3    About ILL – the Institut Laue-Langevin (ILL) is an international research centre based in Grenoble, France. It has led the world in neutron-scattering science and technology for almost 40 years, since experiments began in 1972. ILL operates one of the most intense neutron sources in the world, feeding beams of neutrons to a suite of 40 high-performance instruments that are constantly upgraded. Each year 1,200 researchers from over 40 countries visit ILL to conduct research into condensed matter physics, (green) chemistry, biology, nuclear physics, and materials science. The UK, along with France and Germany is an associate and major funder of the ILL.

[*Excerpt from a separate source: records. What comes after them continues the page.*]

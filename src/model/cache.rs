//! The file cache
//!
//! `FileCache` is the registry handing out one [`FileRecord`] per location.
//! It owns the directories, the reverse index of symbolic links and the
//! background worker that fetches stale attribute categories.

use std::collections::{HashMap, HashSet, VecDeque};
use std::sync::atomic::{AtomicBool, AtomicU64, Ordering};
use std::sync::{Arc, Mutex, MutexGuard, PoisonError, Weak};

use tokio::io::AsyncReadExt;
use tokio::sync::Notify;

use crate::backend::BackendRegistry;
use crate::cancellable::Cancellable;
use crate::config::CacheConfig;
use crate::error::{FileError, FileErrorKind, FileResult};
use crate::file::{File, FileQueryInfoFlags};
use crate::file_info::{attr, FileInfo, FileType, DEFAULT_ATTRIBUTES};
use crate::intern::intern;
use crate::location::Location;
use crate::metadata::{self, MimeResolver, TopLeftTextLimits};
use crate::model::attributes::{Attributes, DeepCountStatus, DeepCounts, Knowledge};
use crate::model::directory::{Directory, DirectoryEvent};
use crate::model::file::{FileEvent, FileId, FileKind, FileRecord};
use crate::model::link::{read_desktop_entry, DesktopLink};
use crate::mount::Mounter;
use crate::service::thumbnail;

#[derive(Default)]
struct LinkIndex {
    by_target: HashMap<Location, HashSet<FileId>>,
    /// Link record id to (link location, target location).
    sources: HashMap<FileId, (Location, Location)>,
}

impl LinkIndex {
    fn remove(&mut self, id: FileId) {
        if let Some((_, target)) = self.sources.remove(&id) {
            if let Some(ids) = self.by_target.get_mut(&target) {
                ids.remove(&id);
                if ids.is_empty() {
                    self.by_target.remove(&target);
                }
            }
        }
    }
}

pub(crate) struct CacheInner {
    config: CacheConfig,
    backends: BackendRegistry,
    mounter: Option<Arc<dyn Mounter>>,
    directories: Mutex<HashMap<Location, Arc<Directory>>>,
    links: Mutex<LinkIndex>,
    next_id: AtomicU64,
    wake: Arc<Notify>,
    worker_running: AtomicBool,
    weak_self: Weak<CacheInner>,
}

impl Drop for CacheInner {
    fn drop(&mut self) {
        self.wake.notify_one();
    }
}

/// Handle to a file cache. Clones share the same cache.
#[derive(Clone)]
pub struct FileCache {
    inner: Arc<CacheInner>,
}

impl std::fmt::Debug for FileCache {
    fn fmt(&self, f: &mut std::fmt::Formatter<'_>) -> std::fmt::Result {
        f.debug_struct("FileCache")
            .field("directories", &self.inner.lock_directories().len())
            .finish()
    }
}

async fn run_worker(inner: Weak<CacheInner>, wake: Arc<Notify>) {
    loop {
        wake.notified().await;
        let Some(cache) = inner.upgrade() else {
            break;
        };
        let processed = cache.process_pending().await;
        log::debug!("refresh worker processed {} records", processed);
    }
}

impl FileCache {
    /// A cache over the default backends, without a mounter.
    pub fn new(config: CacheConfig) -> Self {
        Self::with_parts(config, BackendRegistry::with_defaults(), None)
    }

    /// Starts the refresh worker when `config.start_worker` is set and a
    /// tokio runtime is running.
    pub fn with_parts(
        config: CacheConfig,
        backends: BackendRegistry,
        mounter: Option<Arc<dyn Mounter>>,
    ) -> Self {
        let inner = Arc::new_cyclic(|weak| CacheInner {
            config,
            backends,
            mounter,
            directories: Mutex::new(HashMap::new()),
            links: Mutex::new(LinkIndex::default()),
            next_id: AtomicU64::new(1),
            wake: Arc::new(Notify::new()),
            worker_running: AtomicBool::new(false),
            weak_self: weak.clone(),
        });

        if inner.config.start_worker {
            if let Ok(handle) = tokio::runtime::Handle::try_current() {
                inner.worker_running.store(true, Ordering::SeqCst);
                handle.spawn(run_worker(Arc::downgrade(&inner), inner.wake.clone()));
            }
        }

        Self { inner }
    }

    pub(crate) fn from_inner(inner: Arc<CacheInner>) -> Self {
        Self { inner }
    }

    pub fn config(&self) -> &CacheConfig {
        &self.inner.config
    }

    pub fn backends(&self) -> &BackendRegistry {
        &self.inner.backends
    }

    /// The record for `location`, created and registered when absent.
    pub fn get(&self, location: &Location) -> Arc<FileRecord> {
        self.inner.get(location)
    }

    pub fn get_existing(&self, location: &Location) -> Option<Arc<FileRecord>> {
        self.inner.get_existing(location)
    }

    pub fn get_by_uri(&self, uri: &str) -> FileResult<Arc<FileRecord>> {
        Ok(self.get(&Location::parse(uri)?))
    }

    pub fn get_existing_by_uri(&self, uri: &str) -> Option<Arc<FileRecord>> {
        Location::parse(uri)
            .ok()
            .and_then(|location| self.get_existing(&location))
    }

    /// The directory object for `location`, created when absent.
    pub fn directory(&self, location: &Location) -> Arc<Directory> {
        self.inner.directory(location)
    }

    pub fn existing_directory(&self, location: &Location) -> Option<Arc<Directory>> {
        self.inner.lock_directories().get(location).cloned()
    }

    /// Registers a virtual desktop icon at `location`.
    pub fn add_desktop_link(&self, location: &Location, link: Arc<dyn DesktopLink>) -> Arc<FileRecord> {
        self.inner.add_desktop_link(location, link)
    }

    pub fn file_for(&self, location: &Location) -> FileResult<Box<dyn File>> {
        self.inner.file_for(location)
    }

    /// Fetches the stale categories of every queued record. Returns how many
    /// records were refreshed. The worker calls this when woken; caches
    /// without a worker are driven by calling it directly.
    pub async fn process_pending(&self) -> usize {
        self.inner.process_pending().await
    }

    /// A file appeared at `location`.
    pub fn file_added(&self, location: &Location) {
        let Some(parent) = location.parent() else {
            return;
        };
        let record = self.get(location);
        let directory = self.directory(&parent);
        if directory.is_loaded() && directory.activate(&record) {
            directory.emit(DirectoryEvent::FilesAdded(vec![location.clone()]));
        }
        record.invalidate_attributes(Attributes::INFO);
    }

    /// The file at `location` was deleted.
    pub fn file_removed(&self, location: &Location) {
        if let Some(record) = self.get_existing(location) {
            record.mark_gone();
            record.changed();
        }
        let removed: Vec<Arc<Directory>> = {
            let mut directories = self.inner.lock_directories();
            let doomed: Vec<Location> = directories
                .keys()
                .filter(|l| *l == location || l.has_prefix(location))
                .cloned()
                .collect();
            doomed
                .iter()
                .filter_map(|l| directories.remove(l))
                .collect()
        };
        for directory in removed {
            for record in directory.files() {
                record.mark_gone();
            }
            directory.unload();
        }
    }

    /// The contents or attributes of the file at `location` changed.
    pub fn file_changed(&self, location: &Location) {
        if let Some(record) = self.get_existing(location) {
            record.invalidate_all_attributes();
        }
    }

    /// The file at `from` is now at `to`.
    pub fn file_moved(&self, from: &Location, to: &Location) {
        let Some(record) = self.get_existing(from) else {
            self.file_added(to);
            return;
        };

        if let Some(other) = self.get_existing(to) {
            if !Arc::ptr_eq(&other, &record) {
                other.mark_gone();
                other.changed();
            }
        }

        if from.parent() == to.parent() {
            record.update_name(&to.basename());
        } else if let Some(parent) = to.parent() {
            if let Some(old_directory) = record.directory() {
                old_directory.remove_entry(&record.name(), &record);
            }
            let directory = self.directory(&parent);
            record.reparent(&directory, to.clone());
            if let Some(displaced) = directory.insert(&record) {
                displaced.mark_gone();
            }
            if directory.is_loaded() {
                directory.emit(DirectoryEvent::FilesAdded(vec![to.clone()]));
            }
        }

        self.inner.relocate(from, to);
        record.invalidate_attributes(Attributes::INFO);
        record.changed();
    }

    /// Drops directories that nothing refers to any more. Returns how many
    /// were dropped.
    pub fn collect_garbage(&self) -> usize {
        let mut directories = self.inner.lock_directories();
        let before = directories.len();
        directories.retain(|_, d| !d.is_unused());
        let dropped = before - directories.len();
        drop(directories);
        crate::intern::collect_garbage();
        dropped
    }
}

4.      Formed in 2010, the College of Medical, Veterinary & Life Sciences at the University of Glasgow brings together internationally-renowned experts in order to advance research in medical, veterinary and life sciences. Its collaborative, interdisciplinary approach means it can study processes at every level of their biological organisation, from genes, to cells, organs, individuals, populations, and ecosystems. Its high quality research is used across the UK and internationally to improve human and animal health, quality of life and the competitiveness of the UK economy.


5.     The Biochemical Journal is published on behalf of the Biochemical Society by Portland Press Limited. Portland Press Limited is a not-for-profit publisher of journals, books and electronic resources in the cellular and molecular life sciences.  It also delivers association management solutions for publishers, learned societies and membership-based organizations.